KATSINA, Nigeria - Lawyers for a woman ordered stoned to death for having sex out of wedlock were confident Wednesday that a five-judge panel would spare her.
A decision on the appeal of Amina Lawal, a 32-year-old mother, is expected today in a case that has dragged on for more than a year and sparked international outcry.
If the sentence stands, Lawal could be the first woman stoned to death since states in Nigeria's predominantly Muslim north adopted strict Islamic law, or sharia, in 1999.
Yet few believe the brutal punishment - in which Lawal would be buried up to her neck in sand and then stoned to death - will ever be carried out.
An Islamic court convicted her in March 2002 of having sex outside marriage after her daughter, Wasila, was born two years after Lawal had divorced her husband. The child is now nearly 2.
An earlier appeal filed by her team of volunteer lawyers was rejected by another court in August 2002. If her sentence is upheld today the case will go to an appeals court in the north-central city of Kaduna, and then possibly to Nigeria's Supreme Court, lead lawyer Aliyu Musa Yawuri told the Associated Press.

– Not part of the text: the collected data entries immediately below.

fn talking_points(scorecard: &PayerScorecard) -> Vec<String> {
    let mut points: Vec<String> = scorecard
        .codes
        .iter()
        .filter(|c| c.position == MarketPosition::BelowMarket)
        .map(|c| {
            format!(
                "{}: paid ${} per unit against a market midpoint of ${}; request ${}",
                c.code, c.avg_paid, c.market_mid, c.market_mid
            )
        })
        .collect();

    if scorecard.denial_rate > HIGH_DENIAL_RATE {
        points.push(format!(
            "Denial rate of {}% exceeds the {}% norm; request a review of denial criteria",
            scorecard.denial_rate, HIGH_DENIAL_RATE
        ));
    }
    if scorecard.avg_days_to_payment > SLOW_PAYMENT_DAYS {
        points.push(format!(
            "Average payment takes {} days; negotiate prompt-pay terms under {} days",
            scorecard.avg_days_to_payment, SLOW_PAYMENT_DAYS
        ));
    }
    if scorecard.claims > VOLUME_LEVERAGE_CLAIMS {
        points.push(format!(
            "{} claims this period ({}% of volume) give leverage for better terms",
            scorecard.claims, scorecard.volume_share
        ));
    }
    points
}

fn renegotiation_opportunity(
    organization_id: Uuid,
    scorecard: &PayerScorecard,
    now: DateTime<Utc>,
) -> RevenueOpportunity {
    let mut action_items = vec![
        format!("Request the current fee schedule from {}", scorecard.payer_name),
        "Prepare rate comparison for below-market codes".to_string(),
    ];
    action_items.extend(scorecard.talking_points.iter().cloned());
    action_items.push("Schedule the renegotiation meeting".to_string());

    RevenueOpportunity {
        id: Uuid::new_v4(),
        organization_id,
        category: OpportunityCategory::Contract,
        opportunity_type: RENEGOTIATE_CONTRACT.to_string(),
        title: format!("Renegotiate contract with {}", scorecard.payer_name),
        description: format!(
            "{} contract rated {} at {}% reimbursement across {} claims",
            scorecard.payer_name,
            scorecard.rating.as_str(),
            scorecard.reimbursement_rate,
            scorecard.claims
        ),
        estimated_value: scorecard.opportunity_value,
        confidence: CONTRACT_CONFIDENCE,
        priority: scorecard.priority,
        related_entity: Some(scorecard.payer_id.to_string()),
        action_items,
        status: OpportunityStatus::Identified,
        captured_value: None,
        notes: None,
        created_at: now,
        updated_at: now,
        completed_at: None,
    }
}
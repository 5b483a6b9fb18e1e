use chrono::{DateTime, NaiveDate, Utc};
use rust_decimal::Decimal;
use serde::{Deserialize, Serialize};
use std::collections::BTreeSet;
use uuid::Uuid;

/// Billed line item produced by charge capture
#[derive(Debug, Clone, Serialize, Deserialize)]
pub struct Charge {
    pub id: Uuid,
    pub organization_id: Uuid,
    pub encounter_id: Option<Uuid>,
    pub patient_id: Uuid,
    pub provider_id: Uuid,
    /// Primary payer billed for this line, `None` for self-pay
    pub payer_id: Option<Uuid>,
    pub code: String,
    pub service_date: NaiveDate,
    /// Fee per unit
    pub fee: Decimal,
    pub units: u32,
    #[serde(default)]
    pub modifiers: BTreeSet<String>,
    #[serde(default)]
    pub adjustment: Decimal,
    /// Outstanding balance still owed on the line
    #[serde(default)]
    pub balance: Decimal,
    pub status: ChargeStatus,
}

impl Charge {
    /// Billed amount for the line (fee × units).
    pub fn billed(&self) -> Decimal {
        self.fee * Decimal::from(self.units)
    }

    pub fn has_modifier(&self, modifier: &str) -> bool {
        self.modifiers.contains(modifier)
    }

    pub fn has_any_modifier<'a>(&self, modifiers: impl IntoIterator<Item = &'a String>) -> bool {
        modifiers.into_iter().any(|m| self.modifiers.contains(m))
    }
}

#[derive(Debug, Clone, Copy, PartialEq, Eq, Serialize, Deserialize)]
#[serde(rename_all = "snake_case")]
pub enum ChargeStatus {
    Billed,
    Paid,
}

/// One patient visit
#[derive(Debug, Clone, Serialize, Deserialize)]
pub struct Encounter {
    pub id: Uuid,
    pub organization_id: Uuid,
    pub patient_id: Uuid,
    pub provider_id: Uuid,
    pub date: NaiveDate,
    pub encounter_type: EncounterType,
    pub status: EncounterStatus,
    #[serde(default)]
    pub diagnosis_codes: Vec<String>,
    /// Documentation note body
    #[serde(default)]
    pub note: Option<String>,
}

impl Encounter {
    pub fn is_completed(&self) -> bool {
        self.status == EncounterStatus::Completed
    }

    pub fn has_note(&self) -> bool {
        self.note.as_deref().is_some_and(|n| !n.trim().is_empty())
    }
}

#[derive(Debug, Clone, Copy, PartialEq, Eq, PartialOrd, Ord, Hash, Serialize, Deserialize)]
#[serde(rename_all = "snake_case")]
pub enum EncounterType {
    InitialEvaluation,
    Reevaluation,
    FollowUp,
    Treatment,
    Other,
}

#[derive(Debug, Clone, Copy, PartialEq, Eq, Serialize, Deserialize)]
#[serde(rename_all = "snake_case")]
pub enum EncounterStatus {
    Scheduled,
    InProgress,
    Completed,
    Cancelled,
    NoShow,
}

/// Submission to a payer
#[derive(Debug, Clone, Serialize, Deserialize)]
pub struct Claim {
    pub id: Uuid,
    pub organization_id: Uuid,
    pub payer_id: Uuid,
    pub patient_id: Uuid,
    pub provider_id: Uuid,
    pub total_charged: Decimal,
    pub total_allowed: Decimal,
    pub total_paid: Decimal,
    pub status: ClaimStatus,
    pub submission_date: Option<NaiveDate>,
    pub payment_date: Option<NaiveDate>,
    #[serde(default)]
    pub lines: Vec<ClaimLine>,
}

impl Claim {
    pub fn is_denied(&self) -> bool {
        self.status == ClaimStatus::Denied
    }

    /// Days between submission and payment, when both are known.
    pub fn days_to_payment(&self) -> Option<i64> {
        match (self.submission_date, self.payment_date) {
            (Some(submitted), Some(paid)) if paid >= submitted => {
                Some((paid - submitted).num_days())
            }
            _ => None,
        }
    }

    /// Date used to place the claim in an analysis window.
    pub fn reference_date(&self) -> Option<NaiveDate> {
        self.submission_date.or(self.payment_date)
    }
}

#[derive(Debug, Clone, Copy, PartialEq, Eq, Serialize, Deserialize)]
#[serde(rename_all = "snake_case")]
pub enum ClaimStatus {
    Submitted,
    Paid,
    Denied,
}

/// Payer-specific adjudication of a single charge
#[derive(Debug, Clone, Serialize, Deserialize)]
pub struct ClaimLine {
    pub id: Uuid,
    pub charge_id: Option<Uuid>,
    pub code: String,
    pub units: u32,
    pub charged: Decimal,
    pub allowed: Decimal,
    pub paid: Decimal,
}

#[derive(Debug, Clone, Serialize, Deserialize)]
pub struct Provider {
    pub id: Uuid,
    pub organization_id: Uuid,
    pub name: String,
    #[serde(default = "default_true")]
    pub active: bool,
}

#[derive(Debug, Clone, Serialize, Deserialize)]
pub struct Payer {
    pub id: Uuid,
    pub organization_id: Uuid,
    pub name: String,
    pub category: PayerCategory,
}

#[derive(Debug, Clone, Copy, PartialEq, Eq, PartialOrd, Ord, Hash, Serialize, Deserialize)]
#[serde(rename_all = "snake_case")]
pub enum PayerCategory {
    Commercial,
    Medicare,
    Medicaid,
    WorkersCompensation,
    PersonalInjury,
    SelfPay,
    Other,
}

/// The practice's price list
#[derive(Debug, Clone, Serialize, Deserialize)]
pub struct FeeSchedule {
    pub id: Uuid,
    pub organization_id: Uuid,
    pub name: String,
    #[serde(default)]
    pub is_default: bool,
    #[serde(default)]
    pub items: Vec<FeeScheduleItem>,
}

impl FeeSchedule {
    pub fn item(&self, code: &str) -> Option<&FeeScheduleItem> {
        self.items.iter().find(|item| item.code == code)
    }
}

#[derive(Debug, Clone, Serialize, Deserialize)]
pub struct FeeScheduleItem {
    pub id: Uuid,
    pub fee_schedule_id: Uuid,
    pub code: String,
    #[serde(default)]
    pub description: Option<String>,
    pub fee: Decimal,
    pub updated_at: Option<DateTime<Utc>>,
}

#[derive(Debug, Clone, Serialize, Deserialize)]
pub struct Appointment {
    pub id: Uuid,
    pub organization_id: Uuid,
    pub patient_id: Uuid,
    pub provider_id: Uuid,
    pub scheduled_date: NaiveDate,
    pub status: AppointmentStatus,
}

impl Appointment {
    /// Still expected to turn into a visit.
    pub fn is_pending(&self) -> bool {
        matches!(
            self.status,
            AppointmentStatus::Scheduled | AppointmentStatus::Confirmed
        )
    }
}

#[derive(Debug, Clone, Copy, PartialEq, Eq, Serialize, Deserialize)]
#[serde(rename_all = "snake_case")]
pub enum AppointmentStatus {
    Scheduled,
    Confirmed,
    Completed,
    Cancelled,
    NoShow,
}

/// Revenue target for a period
#[derive(Debug, Clone, Serialize, Deserialize)]
pub struct RevenueGoal {
    pub id: Uuid,
    pub organization_id: Uuid,
    pub name: String,
    pub period: GoalPeriod,
    pub start_date: NaiveDate,
    pub end_date: NaiveDate,
    pub target_amount: Decimal,
    #[serde(default)]
    pub actual_amount: Decimal,
    #[serde(default)]
    pub variance: Decimal,
    #[serde(default)]
    pub percent_achieved: Decimal,
    /// Target already met for the window
    #[serde(default)]
    pub on_track: bool,
    /// Billed at or above the pro-rated target for the elapsed window
    #[serde(default)]
    pub pace_on_track: bool,
    #[serde(default = "default_true")]
    pub active: bool,
    pub updated_at: Option<DateTime<Utc>>,
}

#[derive(Debug, Clone, Copy, PartialEq, Eq, Hash, Serialize, Deserialize)]
#[serde(rename_all = "snake_case")]
pub enum GoalPeriod {
    Monthly,
    Quarterly,
    Annual,
}

fn default_true() -> bool {
    true
}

Yawuri has argued Lawal's case should be dropped because no lawyers were present when she first testified she had slept with another man after her divorce. Yawuri said Lawal - a poor, uneducated woman from a rural family - also didn't understand the charges against her at the time.
Lawal identified her sexual partner, Yahaya Mohammed, and said he promised to marry her. Mohammed, who would also have faced a stoning sentence, has denied any impropriety and was acquitted for lack of evidence.